*** Opening SUPPLIED DATA ***

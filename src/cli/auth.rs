//! Auth command - check the credentials used to file review requests

use crate::cli::style::{check, Stylize};
use anstream::println;
use git_promote::auth::{get_github_auth, get_gitlab_auth, test_github_auth, test_gitlab_auth};
use git_promote::error::Result;
use git_promote::types::Platform;

/// What to do for a platform
#[derive(Debug, Clone, Copy, PartialEq, Eq)]
pub enum AuthAction {
    /// Check the token against the API
    Test,
    /// Print setup instructions
    Setup,
}

/// Run the auth test command
async fn run_auth_test(platform: Platform) -> Result<()> {
    match platform {
        Platform::GitHub => {
            println!("Testing GitHub authentication...");
            let config = get_github_auth().await?;
            let username = test_github_auth(&config).await?;
            println!("{} Authenticated as {}", check(), username.accent());
            println!("  {} {}", "token from".muted(), config.source);
        }
        Platform::GitLab => {
            println!("Testing GitLab authentication...");
            let config = get_gitlab_auth(None).await?;
            let username = test_gitlab_auth(&config).await?;
            println!("{} Authenticated as {}", check(), username.accent());
            println!("  {} {}", "token from".muted(), config.source);
            println!("  {} {}", "host".muted(), config.host);
        }
    }
    Ok(())
}

/// Run the auth setup command (show instructions)
fn run_auth_setup(platform: Platform) {
    match platform {
        Platform::GitHub => {
            println!("GitHub Authentication Setup");
            println!("===========================");
            println!();
            println!("Option 1: GitHub CLI (recommended)");
            println!("  Install: https://cli.github.com/");
            println!("  Run: gh auth login");
            println!();
            println!("Option 2: Environment variable");
            println!("  Set GITHUB_TOKEN or GH_TOKEN (needs the `repo` scope to request reviewers)");
            println!();
            println!("For GitHub Enterprise:");
            println!("  Set GH_HOST to your instance hostname");
        }
        Platform::GitLab => {
            println!("GitLab Authentication Setup");
            println!("===========================");
            println!();
            println!("Option 1: GitLab CLI (glab)");
            println!("  Install: https://gitlab.com/gitlab-org/cli");
            println!("  Run: glab auth login");
            println!();
            println!("Option 2: Environment variable");
            println!("  Set GITLAB_TOKEN or GL_TOKEN (needs the `api` scope)");
            println!();
            println!("For self-hosted GitLab:");
            println!("  Set GITLAB_HOST to your instance hostname");
        }
    }
}

/// Run an auth action
pub async fn run_auth(platform: Platform, action: AuthAction) -> Result<()> {
    match action {
        AuthAction::Test => run_auth_test(platform).await,
        AuthAction::Setup => {
            run_auth_setup(platform);
            Ok(())
        }
    }
}
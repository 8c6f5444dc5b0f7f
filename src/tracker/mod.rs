//! Review-request tracking across runs
//!
//! A promotion either amends the caller's open request against the target
//! branch or files a new one. Files already listed in that request are kept
//! in a [`RecordStore`], so re-running only appends what is new.

mod increment;
mod instructions;
mod record;

pub use increment::{compute_increment, Increment, BATCH_SIZE};
pub use instructions::{render_entries, render_instructions, README};
pub use record::{RecordStore, ReviewRequestRecord};

use crate::error::{Error, Result};
use crate::platform::PlatformService;
use crate::policy::{TemplateSlots, WhitelistPolicy};
use crate::types::{FileChangeEntry, NewPullRequest, PullRequest};
use std::fs::{self, OpenOptions};
use std::io::Write;
use std::path::Path;
use tracing::{debug, info};

const README_FILE: &str = "README.txt";
const INSTRUCTIONS_FILE: &str = "INSTRUCTIONS.txt";

/// Who files a new request, and how it is titled
#[derive(Debug, Clone, PartialEq, Eq)]
pub struct RequestDraft {
    /// Login of the operator
    pub author: String,
    /// Title for a new request
    pub title: String,
    /// Owner of the fork holding the pushed target, if any
    pub head_owner: Option<String>,
}

/// Request the run is contributing to
#[derive(Debug, Clone, PartialEq, Eq)]
pub struct TrackedRequest {
    /// The request
    pub request: PullRequest,
    /// Whether this run filed it
    pub created: bool,
}

/// Files newly listed by one run, and the record after persisting them
#[derive(Debug, Clone, PartialEq, Eq)]
pub struct RecordUpdate {
    /// Entries appended to the instructions
    pub increment: Increment,
    /// Persisted record
    pub record: ReviewRequestRecord,
}

/// Finds, files and records review requests
pub struct ReviewRequestTracker<'a> {
    platform: &'a dyn PlatformService,
    store: RecordStore,
}

impl<'a> ReviewRequestTracker<'a> {
    /// Create a tracker persisting into `store`
    pub const fn new(platform: &'a dyn PlatformService, store: RecordStore) -> Self {
        Self { platform, store }
    }

    /// Record store in use
    pub const fn store(&self) -> &RecordStore {
        &self.store
    }

    /// Open request against `target` filed by `author`
    ///
    /// When several match, the most recent (highest number) wins.
    pub async fn find_open_request(&self, target: &str, author: &str) -> Result<Option<PullRequest>> {
        let open = self
            .platform
            .list_open_requests(target)
            .await
            .map_err(|e| Error::ListOpenRequests {
                branch: target.to_string(),
                message: e.to_string(),
            })?;

        debug!("{} open requests against {target}", open.len());
        Ok(open
            .into_iter()
            .filter(|pr| pr.author.eq_ignore_ascii_case(author))
            .max_by_key(|pr| pr.number))
    }

    /// Record of files already listed in request `number`
    pub fn load_record(&self, number: u64) -> Result<ReviewRequestRecord> {
        self.store.load(number)
    }

    /// Reuse the author's open request against `target`, or file one
    ///
    /// The request folder gets its README and instruction header the first
    /// time it is seen.
    pub async fn amend_or_create(
        &self,
        target: &str,
        policy: &WhitelistPolicy,
        draft: &RequestDraft,
        slots: &TemplateSlots,
    ) -> Result<TrackedRequest> {
        let tracked = match self.find_open_request(target, &draft.author).await? {
            Some(request) => {
                info!("amending open request #{}: {}", request.number, request.html_url);
                TrackedRequest {
                    request,
                    created: false,
                }
            }
            None => {
                let new = NewPullRequest {
                    head_owner: draft.head_owner.clone(),
                    head_branch: target.to_string(),
                    base: target.to_string(),
                    title: draft.title.clone(),
                    reviewers: policy.reviewers_excluding(&draft.author),
                    labels: policy.labels.clone(),
                };
                let request = self.platform.create_request(&new).await.map_err(|e| {
                    Error::CreateRequest {
                        branch: target.to_string(),
                        message: e.to_string(),
                    }
                })?;
                info!("created request #{}: {}", request.number, request.html_url);
                TrackedRequest {
                    request,
                    created: true,
                }
            }
        };

        let dir = self.store.ensure_request_dir(tracked.request.number)?;
        let instructions = dir.join(INSTRUCTIONS_FILE);
        if tracked.created || !instructions.exists() {
            write_file(&dir.join(README_FILE), README)?;
            write_file(&instructions, &render_instructions(policy, slots))?;
        }

        Ok(tracked)
    }

    /// List the diff entries request `number` does not have yet, then persist
    ///
    /// Entries are appended to the instructions before the record is saved.
    pub fn record_increment(&self, number: u64, diff: &[FileChangeEntry]) -> Result<RecordUpdate> {
        let record = self.store.load(number)?;
        let increment = compute_increment(diff, &record);

        if !increment.is_empty() {
            let dir = self.store.ensure_request_dir(number)?;
            let text = render_entries(&increment, !record.files.is_empty());
            append_file(&dir.join(INSTRUCTIONS_FILE), &text)?;
        }

        let record = record.with_paths(increment.paths());
        self.store.save(&record)?;
        debug!(
            "request #{number}: {} new, {} total",
            increment.len(),
            record.files.len()
        );

        Ok(RecordUpdate { increment, record })
    }

    /// Delete stored records whose request is no longer open
    ///
    /// Returns the removed request numbers.
    pub fn prune(&self, open: &[u64]) -> Result<Vec<u64>> {
        let mut removed = Vec::new();
        for number in self.store.list()? {
            if !open.contains(&number) {
                self.store.remove(number)?;
                removed.push(number);
            }
        }
        Ok(removed)
    }

    /// [`prune`](Self::prune) against the requests open on any of `targets`
    pub async fn prune_closed(&self, targets: &[String]) -> Result<Vec<u64>> {
        let mut open = Vec::new();
        for target in targets {
            let requests = self.platform.list_open_requests(target).await.map_err(|e| {
                Error::ListOpenRequests {
                    branch: target.clone(),
                    message: e.to_string(),
                }
            })?;
            open.extend(requests.iter().map(|pr| pr.number));
        }
        self.prune(&open)
    }
}

fn write_file(path: &Path, contents: &str) -> Result<()> {
    fs::write(path, contents).map_err(|source| Error::WriteRecordFiles {
        path: path.to_path_buf(),
        source,
    })
}

fn append_file(path: &Path, contents: &str) -> Result<()> {
    OpenOptions::new()
        .create(true)
        .append(true)
        .open(path)
        .and_then(|mut file| file.write_all(contents.as_bytes()))
        .map_err(|source| Error::WriteRecordFiles {
            path: path.to_path_buf(),
            source,
        })
}
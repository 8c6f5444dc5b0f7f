//! Instruction template rendering

/// Values substituted into instruction templates
#[derive(Debug, Clone, Default, PartialEq, Eq)]
pub struct TemplateSlots {
    /// `{path}`: installation directory
    pub path: String,
    /// `{branch}`: target branch
    pub branch: String,
    /// `{execution_script}`: launch command
    pub execution_script: String,
    /// `{name}`: process name
    pub process_name: String,
    /// `{last_commit}`: upstream commit id before the promotion
    pub last_commit: String,
}

/// Replace every slot placeholder in `template`
///
/// Unknown placeholders are left as written.
pub fn render(template: &str, slots: &TemplateSlots) -> String {
    [
        ("{path}", slots.path.as_str()),
        ("{branch}", slots.branch.as_str()),
        ("{execution_script}", slots.execution_script.as_str()),
        ("{name}", slots.process_name.as_str()),
        ("{last_commit}", slots.last_commit.as_str()),
    ]
    .iter()
    .fold(template.to_string(), |acc, (placeholder, value)| {
        acc.replace(placeholder, value)
    })
}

*** Closing SUPPLIED DATA ***

▶ _TASK OBJECTIVE_: Scan the entries above for the line containing "self.store.save(&record)?;", and copy it and all lines after it exactly, down to and including the line containing "fn write_file(path: &Path, contents: &str)".

▶ _REPLY TO THE TASK_:
        self.store.save(&record)?;
        debug!(
            "request #{number}: {} new, {} total",
            increment.len(),
            record.files.len()
        );

        Ok(RecordUpdate { increment, record })
    }

    /// Delete stored records whose request is no longer open
    ///
    /// Returns the removed request numbers.
    pub fn prune(&self, open: &[u64]) -> Result<Vec<u64>> {
        let mut removed = Vec::new();
        for number in self.store.list()? {
            if !open.contains(&number) {
                self.store.remove(number)?;
                removed.push(number);
            }
        }
        Ok(removed)
    }

    /// [`prune`](Self::prune) against the requests open on any of `targets`
    pub async fn prune_closed(&self, targets: &[String]) -> Result<Vec<u64>> {
        let mut open = Vec::new();
        for target in targets {
            let requests = self.platform.list_open_requests(target).await.map_err(|e| {
                Error::ListOpenRequests {
                    branch: target.clone(),
                    message: e.to_string(),
                }
            })?;
            open.extend(requests.iter().map(|pr| pr.number));
        }
        self.prune(&open)
    }
}

fn write_file(path: &Path, contents: &str) -> Result<()> {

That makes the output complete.